Pemerintah Provinsi Sumatera Utara melalui Dinas Kesehatan terus menggenjot implementasi Program Cek Kesehatan Gratis (CKG) dengan menyasar kalangan akademisi. Langkah strategis ini diwujudkan melalui kolaborasi bersama Universitas Sumatera Utara (USU) untuk melakukan skrining kesehatan massal terhadap 3.500 mahasiswa baru.
Inisiatif ini merupakan perwujudan dari Program Hasil Terbaik Cepat (PHTC) yang diinisiasi oleh Gubernur Sumut sebagai turunan dari agenda nasional, yakni Program Berobat Gratis (PROBIS). Kepala Bidang Kesehatan Masyarakat Dinkes Sumut, Hery Valona Bonatua Ambarita, menjelaskan bahwa kegiatan yang berlangsung sejak 29 Juni hingga 3 Juli 2026 ini melibatkan koordinasi lintas sektoral dengan Dinas Kesehatan Kota Medan serta tiga puskesmas setempat.
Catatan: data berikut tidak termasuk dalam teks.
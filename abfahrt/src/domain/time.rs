//! Departure time normalization.
//!
//! Upstream departure boards report times in several lossy shapes: epoch
//! seconds, a full `"YYYY-MM-DD HH:MM:SS"` rendering, a bare `"HH:MM"`
//! cell (often with stray markup characters attached), or an already
//! structured datetime. This module absorbs all of them into one naive
//! local instant, minute-precise, and decides whether a bare clock time
//! read shortly before midnight belongs to the next day.

use chrono::{Duration, Local, NaiveDate, NaiveDateTime, NaiveTime, TimeZone, Timelike};

/// Rendering used for full datetime strings, `"2013-01-02 03:04:05"`.
const FULL_FORMAT: &str = "%Y-%m-%d %H:%M:%S";

/// Length of a [`FULL_FORMAT`] rendering.
const FULL_LEN: usize = 19;

/// Length of a bare `"HH:MM"` clock time.
const HHMM_LEN: usize = 5;

/// Threshold for assuming a departure is on the next day.
///
/// A board never shows anything further than half a day in the past; a
/// candidate instant below this is taken to have wrapped past midnight.
const ROLLOVER_THRESHOLD_SECS: i64 = 12 * 60 * 60;

/// Error returned when a `when` input cannot be resolved to an instant.
#[derive(Debug, Clone, PartialEq, Eq, thiserror::Error)]
pub enum TimeError {
    /// Text that matches neither the full nor the bare clock-time format.
    #[error("unrecognized time text: {0:?}")]
    UnrecognizedText(String),

    /// Epoch seconds outside the representable datetime range.
    #[error("timestamp out of range: {0}")]
    TimestampOutOfRange(i64),

    /// Date arithmetic left the representable range.
    #[error("date out of range")]
    DateOutOfRange,
}

/// A scheduled-time input in one of the shapes upstream sources produce.
///
/// The set of shapes is closed; anything else is a compile error rather
/// than a runtime check.
///
/// # Examples
///
/// ```
/// use abfahrt::domain::When;
/// use chrono::NaiveDate;
///
/// let from_text: When = "16:15".into();
/// assert_eq!(from_text, When::Text("16:15".to_owned()));
///
/// let dt = NaiveDate::from_ymd_opt(2013, 1, 2)
///     .unwrap()
///     .and_hms_opt(3, 4, 0)
///     .unwrap();
/// assert_eq!(When::from(dt), When::Instant(dt));
/// ```
#[derive(Debug, Clone, PartialEq, Eq)]
pub enum When {
    /// Whole epoch seconds, interpreted in local time.
    Timestamp(i64),
    /// A full `"YYYY-MM-DD HH:MM:SS"` rendering or a bare `"HH:MM"` clock
    /// time; trailing garbage after the recognized prefix is ignored.
    Text(String),
    /// An already-structured instant.
    Instant(NaiveDateTime),
}

impl From<i64> for When {
    fn from(secs: i64) -> Self {
        When::Timestamp(secs)
    }
}

impl From<&str> for When {
    fn from(text: &str) -> Self {
        When::Text(text.to_owned())
    }
}

impl From<String> for When {
    fn from(text: String) -> Self {
        When::Text(text)
    }
}

impl From<NaiveDateTime> for When {
    fn from(instant: NaiveDateTime) -> Self {
        When::Instant(instant)
    }
}

/// Render an instant in the full datetime format.
pub fn full_format(instant: NaiveDateTime) -> String {
    instant.format(FULL_FORMAT).to_string()
}

/// Seconds from `since` to `when`, truncated to minute granularity.
///
/// Both instants are floored to the minute before differencing, so the
/// result is always a multiple of 60 and antisymmetric in its arguments.
/// This models a departure board that only shows minutes.
///
/// # Examples
///
/// ```
/// use abfahrt::domain::compute_remaining;
/// use chrono::NaiveDate;
///
/// let day = NaiveDate::from_ymd_opt(2013, 1, 2).unwrap();
/// let since = day.and_hms_opt(3, 4, 59).unwrap();
/// let when = day.and_hms_opt(3, 5, 0).unwrap();
///
/// assert_eq!(compute_remaining(since, when), 60);
/// assert_eq!(compute_remaining(when, since), -60);
/// ```
pub fn compute_remaining(since: NaiveDateTime, when: NaiveDateTime) -> i64 {
    (floor_to_minute(when) - floor_to_minute(since)).num_seconds()
}

/// Resolve a [`When`] against the reference instant `since`.
///
/// Bare clock times borrow their date from `since`. If the candidate ends
/// up more than half a day in the past (minute-truncated), it is assumed
/// to be scheduled for the next day and advanced by one day, unless
/// `no_add_day` keeps the raw same-day reading.
///
/// # Examples
///
/// ```
/// use abfahrt::domain::normalize;
/// use chrono::NaiveDate;
///
/// let since = NaiveDate::from_ymd_opt(2013, 1, 2)
///     .unwrap()
///     .and_hms_opt(23, 59, 0)
///     .unwrap();
///
/// // One minute past midnight: that is tomorrow, not 24 hours ago.
/// let when = normalize(&"00:01".into(), since, false).unwrap();
/// assert_eq!(when.date(), NaiveDate::from_ymd_opt(2013, 1, 3).unwrap());
///
/// let same_day = normalize(&"00:01".into(), since, true).unwrap();
/// assert_eq!(same_day.date(), since.date());
/// ```
pub fn normalize(
    when: &When,
    since: NaiveDateTime,
    no_add_day: bool,
) -> Result<NaiveDateTime, TimeError> {
    let candidate = match when {
        When::Timestamp(secs) => local_from_timestamp(*secs)?,
        When::Text(text) => parse_text(text, since.date())?,
        When::Instant(instant) => *instant,
    };

    if no_add_day || compute_remaining(since, candidate) >= -ROLLOVER_THRESHOLD_SECS {
        Ok(candidate)
    } else {
        candidate
            .checked_add_signed(Duration::days(1))
            .ok_or(TimeError::DateOutOfRange)
    }
}

fn floor_to_minute(instant: NaiveDateTime) -> NaiveDateTime {
    instant
        .with_second(0)
        .and_then(|i| i.with_nanosecond(0))
        .unwrap_or(instant)
}

fn local_from_timestamp(secs: i64) -> Result<NaiveDateTime, TimeError> {
    Local
        .timestamp_opt(secs, 0)
        .single()
        .map(|dt| dt.naive_local())
        .ok_or(TimeError::TimestampOutOfRange(secs))
}

fn parse_text(text: &str, base: NaiveDate) -> Result<NaiveDateTime, TimeError> {
    let trimmed = text.trim();

    if let Some(prefix) = trimmed.get(..FULL_LEN) {
        if let Ok(instant) = NaiveDateTime::parse_from_str(prefix, FULL_FORMAT) {
            return Ok(instant);
        }
    }

    if let Some(prefix) = trimmed.get(..HHMM_LEN) {
        if let Ok(time) = NaiveTime::parse_from_str(prefix, "%H:%M") {
            return Ok(base.and_time(time));
        }
    }

    Err(TimeError::UnrecognizedText(text.to_owned()))
}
Ke depannya, cakupan program ini direncanakan semakin luas. Setelah fase awal selesai, Pemprov Sumut menargetkan seluruh civitas academica USU, mulai dari mahasiswa, dosen, hingga tenaga penunjang, yang mencapai angka 35 ribu orang akan mendapatkan akses pemeriksaan serupa. Upaya ini menjadi krusial dalam mencapai target nasional, yakni memastikan 46 persen penduduk Sumatera Utara telah menjalani pemeriksaan kesehatan secara berkala.
Hingga saat ini, penetrasi program CKG telah menjangkau berbagai perguruan tinggi swasta dan negeri lainnya di Medan, seperti UINSU, Universitas Sari Mutiara, hingga Universitas Pembangunan Panca Budi. Langkah ini dinilai sangat efektif untuk memperkuat aspek promotif dan preventif kesehatan masyarakat, sekaligus membiasakan pola hidup sehat sejak usia muda.
Dalam proses skrining tersebut, peserta mendapatkan rangkaian pemeriksaan komprehensif, mulai dari pengukuran antropometri, pengecekan kadar gula darah, kolesterol, asam urat, hingga skrining kesehatan gigi, mulut, serta kesehatan jiwa. Pihak Dinas Kesehatan berharap hasil skrining ini mampu memotivasi mahasiswa untuk lebih proaktif dalam memantau kondisi fisik mereka di fasilitas kesehatan terdekat.